Further down, in the final calculation of the duties that the Master of the ship “Our Lady of Solitude” owed upon departure from Acapulco, it showed:

“…two barrels of oak filling sixty pesos

the small bale of shirts one hundred pesos

the four Barros cases at two pesos, correction:

thirty-two pesos
seventy-two pieces of baize

two thousand one hundred and sixty pesos

the seventy clay jars of pisco spirit seven hundred

pesos

and all its value and import is nine thousand seven

hundred and fifty-five pesos and one real and that

because of having the exit rights charged at this port at

the rate of three and a half percent one hundred and

forty-five pesos and three reales that we paid, which

can be verified by the Master of the Royal cashier … “

 

Subsequently, on December 22, 1712, Juan de Recalde declared in another section of the ship’s register:

“… has on board in the frigate’s hold, narrow and well conditioned for it, seventy clay jars of Pisco spirit with the marks that belong to Mr. Joseph Romero Soriano, for whose fiscal responsibility and risk they were, and I, the Master of the ship, promise to God I will deliver the goods of said frigate to the Ports referred to once their unloading and the registration is deemed to have been fulfilled, will give and deliver said products to said Don Joseph Romero or to whom his power and cause would have to which fulfillment I am bound to comes to be seen. .. “

The information from the registry of “Our Lady of Solitude” was presented to the port authorities in Sonsonate in the Captaincy General of Guatemala upon arrival. The landing permit was finally delivered at the port on March 2, 1713. Later, the Master, Juan de Recalde, obtained a new permit to return the ship to Peru loaded with “goods and fruits of the earth” on March 21, 1713.

The registries of the “Our Lady of Solitude” in Acapulco in 1712 and Sonsonate in 1713 provide incontrovertible proof that the expressions “pisco spirit” and “pisco spirit clay jars” commonly referred to the distilled beverage from Peru exported to the ports of Mexico and Central America in the first decades of the 18th century. They are the first known references to the denomination of the premium Peruvian product outside Peru.

Equally significant, two years later in 1715, the “Sacred Family” ship arrived in Sonsonate from Peru. There were 2,127 jars of wine and 400 jars of spirit in the hold. The duties owed on the jars of alcoholic beverages would be the source of a dispute, since most were property of the Society of Jesus Jesuit Order, and therefore were exempt from payment. A resolution was reached and duties were charged on only 100 jars of wine and 150 jars of spirit, which had arrived without registration, exempting those that were consigned for the religious order.

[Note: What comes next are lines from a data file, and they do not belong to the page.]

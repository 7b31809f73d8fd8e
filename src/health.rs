//! Kubernetes health-check handlers.
//!
//! Kubernetes asks two questions. These handlers answer them.
//!
//! | Probe | Question |
//! |---|---|
//! | **Liveness** | Is the process alive? Failure → restart. |
//! | **Readiness** | Can the pod serve traffic? Failure → pulled from load-balancer. |
//!
//! Both are ordinary handlers; register them on the debug listener's [`App`](crate::App):
//!
//! ```rust,no_run
//! use http::Method;
//! use strata::{App, health::Health, shutdown};
//!
//! let (tx, _rx) = shutdown::channel();
//! let health = Health::new("v1.4.2");
//! let app = App::new(tx, vec![])
//!     .handle(Method::GET, "", "/liveness", health.liveness())
//!     .handle(Method::GET, "", "/readiness", health.readiness());
//! ```

use std::sync::Arc;
use std::time::Duration;

use async_trait::async_trait;
use http::StatusCode;
use serde::Serialize;
use tracing::warn;

use crate::context::Context;
use crate::error::BoxError;
use crate::handler::Handler;
use crate::request::Request;
use crate::response::respond;

/// Upper bound on a readiness check.
pub const READINESS_TIMEOUT: Duration = Duration::from_secs(5);

/// A dependency the service needs before it can take traffic.
#[async_trait]
pub trait StatusCheck: Send + Sync + 'static {
    async fn status_check(&self) -> Result<(), BoxError>;
}

#[derive(Clone)]
pub struct Health {
    build: Arc<str>,
    check: Option<Arc<dyn StatusCheck>>,
}

#[derive(Debug, Serialize)]
struct Liveness {
    status: &'static str,
    build: String,
    host: String,
    #[serde(skip_serializing_if = "Option::is_none")]
    pod: Option<String>,
    #[serde(rename = "podIP", skip_serializing_if = "Option::is_none")]
    pod_ip: Option<String>,
    #[serde(skip_serializing_if = "Option::is_none")]
    node: Option<String>,
    #[serde(skip_serializing_if = "Option::is_none")]
    namespace: Option<String>,
}

#[derive(Debug, Serialize)]
struct Readiness {
    status: &'static str,
}

impl Health {
    pub fn new(build: impl Into<Arc<str>>) -> Self {
        Self { build: build.into(), check: None }
    }

    /// Gates readiness on `check`. Without one the service is always ready.
    pub fn with_check(mut self, check: Arc<dyn StatusCheck>) -> Self {
        self.check = Some(check);
        self
    }

    /// Always 200 with the build and, when running in Kubernetes, the pod
    /// coordinates taken from the environment.
    pub fn liveness(&self) -> impl Handler {
        let build = Arc::clone(&self.build);
        move |ctx: Context, _req: Request| {
            let data = Liveness {
                status: "up",
                build: build.to_string(),
                host: std::env::var("HOSTNAME").unwrap_or_else(|_| "unavailable".to_owned()),
                pod: std::env::var("KUBERNETES_PODNAME").ok(),
                pod_ip: std::env::var("KUBERNETES_NAMESPACE_POD_IP").ok(),
                node: std::env::var("KUBERNETES_NODENAME").ok(),
                namespace: std::env::var("KUBERNETES_NAMESPACE").ok(),
            };
            async move { respond(&ctx, &data, StatusCode::OK) }
        }
    }

    /// 200 when the status check passes within [`READINESS_TIMEOUT`], 500
    /// otherwise.
    pub fn readiness(&self) -> impl Handler {
        let check = self.check.clone();
        move |ctx: Context, _req: Request| {
            let check = check.clone();
            async move {
                let ready = match check {
                    None => true,
                    Some(check) => match tokio::time::timeout(READINESS_TIMEOUT, check.status_check()).await {
                        Ok(Ok(())) => true,
                        Ok(Err(e)) => {
                            warn!(trace_id = %ctx.trace_id(), error = %e, "readiness check failed");
                            false
                        }
                        Err(_) => {
                            warn!(trace_id = %ctx.trace_id(), timeout = ?READINESS_TIMEOUT, "readiness check timed out");
                            false
                        }
                    },
                };

                if ready {
                    respond(&ctx, &Readiness { status: "ok" }, StatusCode::OK)
                } else {
                    respond(&ctx, &Readiness { status: "not ready" }, StatusCode::INTERNAL_SERVER_ERROR)
                }
            }
        }
    }
}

It is crucial to highlight how the captain, Mr. Luis Carrillo de Córdova, described the origin of the drinks in the Register of the “Sacred Family”:

“… Two hundred and fifty jars of brandy were consigned to me by the Reverend Father Pedro de Castro of the Society of Jesus, Procurator General of the College of San Pablo, founded in the city of Lima. This college owns estates in the Pisco Valley from that Kingdom whose portions of wine and spirit came in Items of the Registry of said Frigate, where there are also certifications of not having paid duties … “

This record from 1715 clearly exemplifies that the origin of the spirit exported by the Society of Jesus was from the Pisco Valley, and the spirit was highly demanded in the Central American market. These jars may been part of the production of the “San Juan Bautista de Cóndor” farm, owned by the Jesuits in the Pisco Valley, which produced the significant sum of 326,415 clay jars of pisco spirit between 1707 and 1767.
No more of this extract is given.